Exactly reproduce each of the entries shown below.

Collected data entries
+ + + + +

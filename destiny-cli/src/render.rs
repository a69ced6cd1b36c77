//! Plain-text rendering for terminal output.

use destiny_core::{EventCatalog, Leaderboard, RankedPlayer};

pub fn leaderboard_table(board: &Leaderboard) -> String {
    let name_width = board
        .entries()
        .iter()
        .map(|entry| entry.participant.display_name.chars().count())
        .max()
        .unwrap_or(0)
        .max("Name".len());

    let mut s = String::new();
    s.push_str(&format!(
        "{:>4}  {:<name_width$}  {:>8}  {:>8}  {:>8}  {:>10}  {}\n",
        "Rank",
        "Name",
        "Destiny",
        "Balance",
        "Impact",
        "Efficiency",
        "Archetype",
    ));
    for entry in board.entries() {
        let report = &entry.report;
        s.push_str(&format!(
            "{:>4}  {:<name_width$}  {:>8.2}  {:>8.2}  {:>8.2}  {:>9.2}%  {} {}\n",
            entry.rank,
            entry.participant.display_name,
            report.final_destiny,
            report.balance_index,
            report.impact_index,
            report.efficiency_index,
            report.archetype.info().icon,
            report.archetype.info().name,
        ));
    }
    if board.is_empty() {
        s.push_str("(no participants)\n");
    }
    s
}

pub fn player_details(entry: &RankedPlayer, total_players: usize) -> String {
    let report = &entry.report;
    let info = report.archetype.info();

    let mut s = String::new();
    s.push_str(&format!(
        "{} ({})\n",
        entry.participant.display_name, entry.participant.id
    ));
    s.push_str(&format!("RANK: {} / {}\n", entry.rank, total_players));
    s.push_str(&format!(
        "ARCHETYPE: {} {} [{}]\n  {}\n\n",
        info.icon, info.name, report.archetype, info.description
    ));
    s.push_str(&format!("FINAL DESTINY: {:.2}\n", report.final_destiny));
    s.push_str(&format!("BALANCE:       {:.2}\n", report.balance_index));
    s.push_str(&format!("IMPACT:        {:.2}\n", report.impact_index));
    s.push_str(&format!("EFFICIENCY:    {:.2}%\n", report.efficiency_index));
    s.push_str(&format!(
        "  rounds played {}, baseline {}, events {:+}, effective {}, allocated {}, reserve {}\n\n",
        report.rounds_played,
        report.total_baseline_score,
        report.event_score,
        report.total_effective,
        report.total_allocations,
        report.reserves_total
    ));
    s.push_str("LIFETIME:\n");
    for (factor, total) in report.lifetime.iter() {
        s.push_str(&format!("  {:<13} {:>6}\n", factor.label(), total));
    }
    s
}

pub fn catalog_table(catalog: &EventCatalog) -> String {
    let mut s = String::new();
    for event in catalog.iter() {
        let effects = event
            .effects
            .iter()
            .map(|effect| format!("{} {:+}", effect.factor, effect.modifier))
            .collect::<Vec<_>>()
            .join(", ");
        s.push_str(&format!(
            "{:<22} {:>3}-{:<3} {:<16} {}  [{}]\n",
            event.id,
            event.min_age,
            event.max_age,
            event.category.label(),
            event.description,
            effects
        ));
    }
    s
}
mod config;
mod render;

use anyhow::{bail, Context, Result};
use clap::{ArgAction, Parser, Subcommand};
use config::{init_logging, CliConfig};
use destiny_core::{narrate, score_session, write_csv, ExportOptions, Leaderboard, SessionDump};
use std::fs::File;
use std::io::{self, BufWriter, Write};
use std::path::{Path, PathBuf};

/// Score, rank and export finished life simulation sessions.
#[derive(Debug, Parser)]
#[command(name = "destiny", version)]
struct Cli {
    /// Event catalog JSON to use instead of the built-in events.
    #[arg(long, global = true, env = "DESTINY_CATALOG")]
    catalog: Option<PathBuf>,

    /// More logging (-v info, -vv debug, -vvv trace).
    #[arg(short, long, global = true, action = ArgAction::Count)]
    verbose: u8,

    /// Emit logs as JSON lines.
    #[arg(long, global = true, env = "DESTINY_LOG_JSON")]
    log_json: bool,

    #[command(subcommand)]
    command: Command,
}

#[derive(Debug, Subcommand)]
enum Command {
    /// Rank every participant of a session by Final Destiny.
    Leaderboard {
        session: PathBuf,
        #[arg(long)]
        json: bool,
    },
    /// Write the ranked session as CSV.
    Export {
        session: PathBuf,
        /// Output file; stdout when omitted.
        #[arg(short, long)]
        out: Option<PathBuf>,
        /// Skip the UTF-8 byte order mark.
        #[arg(long)]
        no_bom: bool,
        #[arg(long, default_value_t = ',')]
        delimiter: char,
    },
    /// Show one participant's report, rank and life summary.
    Player {
        session: PathBuf,
        player_id: String,
        #[arg(long)]
        json: bool,
    },
    /// List the active event catalog.
    Catalog {
        #[arg(long)]
        json: bool,
    },
}

fn main() -> Result<()> {
    let cli = Cli::parse();
    let config = CliConfig::new(cli.catalog, cli.verbose, cli.log_json)?;
    init_logging(&config);

    let catalog = config.load_catalog()?;
    let stdout = io::stdout();
    let mut out = stdout.lock();

    match cli.command {
        Command::Leaderboard { session, json } => {
            let board = score_session(&load_session(&session)?, &catalog);
            if json {
                writeln!(out, "{}", serde_json::to_string_pretty(&board)?)?;
            } else {
                write!(out, "{}", render::leaderboard_table(&board))?;
            }
        }
        Command::Export {
            session,
            out: path,
            no_bom,
            delimiter,
        } => {
            let board = score_session(&load_session(&session)?, &catalog);
            let options = ExportOptions {
                byte_order_mark: !no_bom,
                delimiter: delimiter_byte(delimiter)?,
            };
            match path {
                Some(path) => {
                    let file = File::create(&path)
                        .with_context(|| format!("creating {}", path.display()))?;
                    write_csv(&board, BufWriter::new(file), &options)?;
                    tracing::info!(path = %path.display(), rows = board.len(), "exported csv");
                }
                None => write_csv(&board, &mut out, &options)?,
            }
        }
        Command::Player {
            session,
            player_id,
            json,
        } => {
            let board = score_session(&load_session(&session)?, &catalog);
            show_player(&mut out, &board, &player_id, json)?;
        }
        Command::Catalog { json } => {
            if json {
                writeln!(out, "{}", catalog.to_json()?)?;
            } else {
                write!(out, "{}", render::catalog_table(&catalog))?;
            }
        }
    }

    Ok(())
}

fn load_session(path: &Path) -> Result<SessionDump> {
    let dump = SessionDump::load(path)
        .with_context(|| format!("loading session {}", path.display()))?;
    tracing::info!(
        path = %path.display(),
        participants = dump.participants.len(),
        allocations = dump.allocations.len(),
        events = dump.events.len(),
        "loaded session"
    );
    Ok(dump)
}

fn show_player(out: &mut impl Write, board: &Leaderboard, player_id: &str, json: bool) -> Result<()> {
    let Some(entry) = board.get(player_id) else {
        bail!("player {} has no records in this session", player_id);
    };

    if json {
        let payload = serde_json::json!({
            "rank": entry.rank,
            "total_players": board.len(),
            "participant": entry.participant,
            "report": entry.report,
            "narrative": narrate(&entry.participant.display_name, &entry.report),
        });
        writeln!(out, "{}", serde_json::to_string_pretty(&payload)?)?;
    } else {
        write!(out, "{}", render::player_details(entry, board.len()))?;
        writeln!(out)?;
        writeln!(out, "{}", narrate(&entry.participant.display_name, &entry.report))?;
    }
    Ok(())
}

fn delimiter_byte(delimiter: char) -> Result<u8> {
    if !delimiter.is_ascii() {
        bail!("delimiter must be a single ASCII character, got {:?}", delimiter);
    }
    Ok(delimiter as u8)
}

+ + + + +

> _Response box_
filename destiny-cli/src/render.rs
repository a69ced6cd1b36c77
//! Plain-text rendering for terminal output.

use destiny_core::{EventCatalog, Leaderboard, RankedPlayer};

pub fn leaderboard_table(board: &Leaderboard) -> String {
    let name_width = board
        .entries()
        .iter()
        .map(|entry| entry.participant.display_name.chars().count())
        .max()
        .unwrap_or(0)
        .max("Name".len());

    let mut s = String::new();
    s.push_str(&format!(
        "{:>4}  {:<name_width$}  {:>8}  {:>8}  {:>8}  {:>10}  {}\n",
        "Rank",
        "Name",
        "Destiny",
        "Balance",
        "Impact",
        "Efficiency",
        "Archetype",
    ));
    for entry in board.entries() {
        let report = &entry.report;
        s.push_str(&format!(
            "{:>4}  {:<name_width$}  {:>8.2}  {:>8.2}  {:>8.2}  {:>9.2}%  {} {}\n",
            entry.rank,
            entry.participant.display_name,
            report.final_destiny,
            report.balance_index,
            report.impact_index,
            report.efficiency_index,
            report.archetype.info().icon,
            report.archetype.info().name,
        ));
    }
    if board.is_empty() {
        s.push_str("(no participants)\n");
    }
    s
}

pub fn player_details(entry: &RankedPlayer, total_players: usize) -> String {
    let report = &entry.report;
    let info = report.archetype.info();

    let mut s = String::new();
    s.push_str(&format!(
        "{} ({})\n",
        entry.participant.display_name, entry.participant.id
    ));
    s.push_str(&format!("RANK: {} / {}\n", entry.rank, total_players));
    s.push_str(&format!(
        "ARCHETYPE: {} {} [{}]\n  {}\n\n",
        info.icon, info.name, report.archetype, info.description
    ));
    s.push_str(&format!("FINAL DESTINY: {:.2}\n", report.final_destiny));
    s.push_str(&format!("BALANCE:       {:.2}\n", report.balance_index));
    s.push_str(&format!("IMPACT:        {:.2}\n", report.impact_index));
    s.push_str(&format!("EFFICIENCY:    {:.2}%\n", report.efficiency_index));
    s.push_str(&format!(
        "  rounds played {}, baseline {}, events {:+}, effective {}, allocated {}, reserve {}\n\n",
        report.rounds_played,
        report.total_baseline_score,
        report.event_score,
        report.total_effective,
        report.total_allocations,
        report.reserves_total
    ));
    s.push_str("LIFETIME:\n");
    for (factor, total) in report.lifetime.iter() {
        s.push_str(&format!("  {:<13} {:>6}\n", factor.label(), total));
    }
    s
}

pub fn catalog_table(catalog: &EventCatalog) -> String {
    let mut s = String::new();
    for event in catalog.iter() {
        let effects = event
            .effects
            .iter()
            .map(|effect| format!("{} {:+}", effect.factor, effect.modifier))
            .collect::<Vec<_>>()
            .join(", ");
        s.push_str(&format!(
            "{:<22} {:>3}-{:<3} {:<16} {}  [{}]\n",
            event.id,
            event.min_age,
            event.max_age,
            event.category.label(),
            event.description,
            effects
        ));
    }
    s
}
mod config;
mod render;

use anyhow::{bail, Context, Result};
use clap::{ArgAction, Parser, Subcommand};
use config::{init_logging, CliConfig};
use destiny_core::{narrate, score_session, write_csv, ExportOptions, Leaderboard, SessionDump};
use std::fs::File;
use std::io::{self, BufWriter, Write};
use std::path::{Path, PathBuf};

/// Score, rank and export finished life simulation sessions.
#[derive(Debug, Parser)]
#[command(name = "destiny", version)]
struct Cli {
    /// Event catalog JSON to use instead of the built-in events.
    #[arg(long, global = true, env = "DESTINY_CATALOG")]
    catalog: Option<PathBuf>,

    /// More logging (-v info, -vv debug, -vvv trace).
    #[arg(short, long, global = true, action = ArgAction::Count)]
    verbose: u8,

    /// Emit logs as JSON lines.
    #[arg(long, global = true, env = "DESTINY_LOG_JSON")]
    log_json: bool,

    #[command(subcommand)]
    command: Command,
}

#[derive(Debug, Subcommand)]
enum Command {
    /// Rank every participant of a session by Final Destiny.
    Leaderboard {
        session: PathBuf,
        #[arg(long)]
        json: bool,
    },
    /// Write the ranked session as CSV.
    Export {
        session: PathBuf,
        /// Output file; stdout when omitted.
        #[arg(short, long)]
        out: Option<PathBuf>,
        /// Skip the UTF-8 byte order mark.
        #[arg(long)]
        no_bom: bool,
        #[arg(long, default_value_t = ',')]
        delimiter: char,
    },
    /// Show one participant's report, rank and life summary.
    Player {
        session: PathBuf,
        player_id: String,
        #[arg(long)]
        json: bool,
    },
    /// List the active event catalog.
    Catalog {
        #[arg(long)]
        json: bool,
    },
}

fn main() -> Result<()> {
    let cli = Cli::parse();
    let config = CliConfig::new(cli.catalog, cli.verbose, cli.log_json)?;
    init_logging(&config);

    let catalog = config.load_catalog()?;
    let stdout = io::stdout();
    let mut out = stdout.lock();

    match cli.command {
        Command::Leaderboard { session, json } => {
            let board = score_session(&load_session(&session)?, &catalog);
            if json {
                writeln!(out, "{}", serde_json::to_string_pretty(&board)?)?;
            } else {
                write!(out, "{}", render::leaderboard_table(&board))?;
            }
        }
        Command::Export {
            session,
            out: path,
            no_bom,
            delimiter,
        } => {
            let board = score_session(&load_session(&session)?, &catalog);
            let options = ExportOptions {
                byte_order_mark: !no_bom,
                delimiter: delimiter_byte(delimiter)?,
            };
            match path {
                Some(path) => {
                    let file = File::create(&path)
                        .with_context(|| format!("creating {}", path.display()))?;
                    write_csv(&board, BufWriter::new(file), &options)?;
                    tracing::info!(path = %path.display(), rows = board.len(), "exported csv");
                }
                None => write_csv(&board, &mut out, &options)?,
            }
        }
        Command::Player {
            session,
            player_id,
            json,
        } => {
            let board = score_session(&load_session(&session)?, &catalog);
            show_player(&mut out, &board, &player_id, json)?;
        }
        Command::Catalog { json } => {
            if json {
                writeln!(out, "{}", catalog.to_json()?)?;
            } else {
                write!(out, "{}", render::catalog_table(&catalog))?;
            }
        }
    }

    Ok(())
}

fn load_session(path: &Path) -> Result<SessionDump> {
    let dump = SessionDump::load(path)
        .with_context(|| format!("loading session {}", path.display()))?;
    tracing::info!(
        path = %path.display(),
        participants = dump.participants.len(),
        allocations = dump.allocations.len(),
        events = dump.events.len(),
        "loaded session"
    );
    Ok(dump)
}

fn show_player(out: &mut impl Write, board: &Leaderboard, player_id: &str, json: bool) -> Result<()> {
    let Some(entry) = board.get(player_id) else {
        bail!("player {} has no records in this session", player_id);
    };

    if json {
        let payload = serde_json::json!({
            "rank": entry.rank,
            "total_players": board.len(),
            "participant": entry.participant,
            "report": entry.report,
            "narrative": narrate(&entry.participant.display_name, &entry.report),
        });
        writeln!(out, "{}", serde_json::to_string_pretty(&payload)?)?;
    } else {
        write!(out, "{}", render::player_details(entry, board.len()))?;
        writeln!(out)?;
        writeln!(out, "{}", narrate(&entry.participant.display_name, &entry.report))?;
    }
    Ok(())
}

fn delimiter_byte(delimiter: char) -> Result<u8> {
    if !delimiter.is_ascii() {
        bail!("delimiter must be a single ASCII character, got {:?}", delimiter);
    }
    Ok(delimiter as u8)
}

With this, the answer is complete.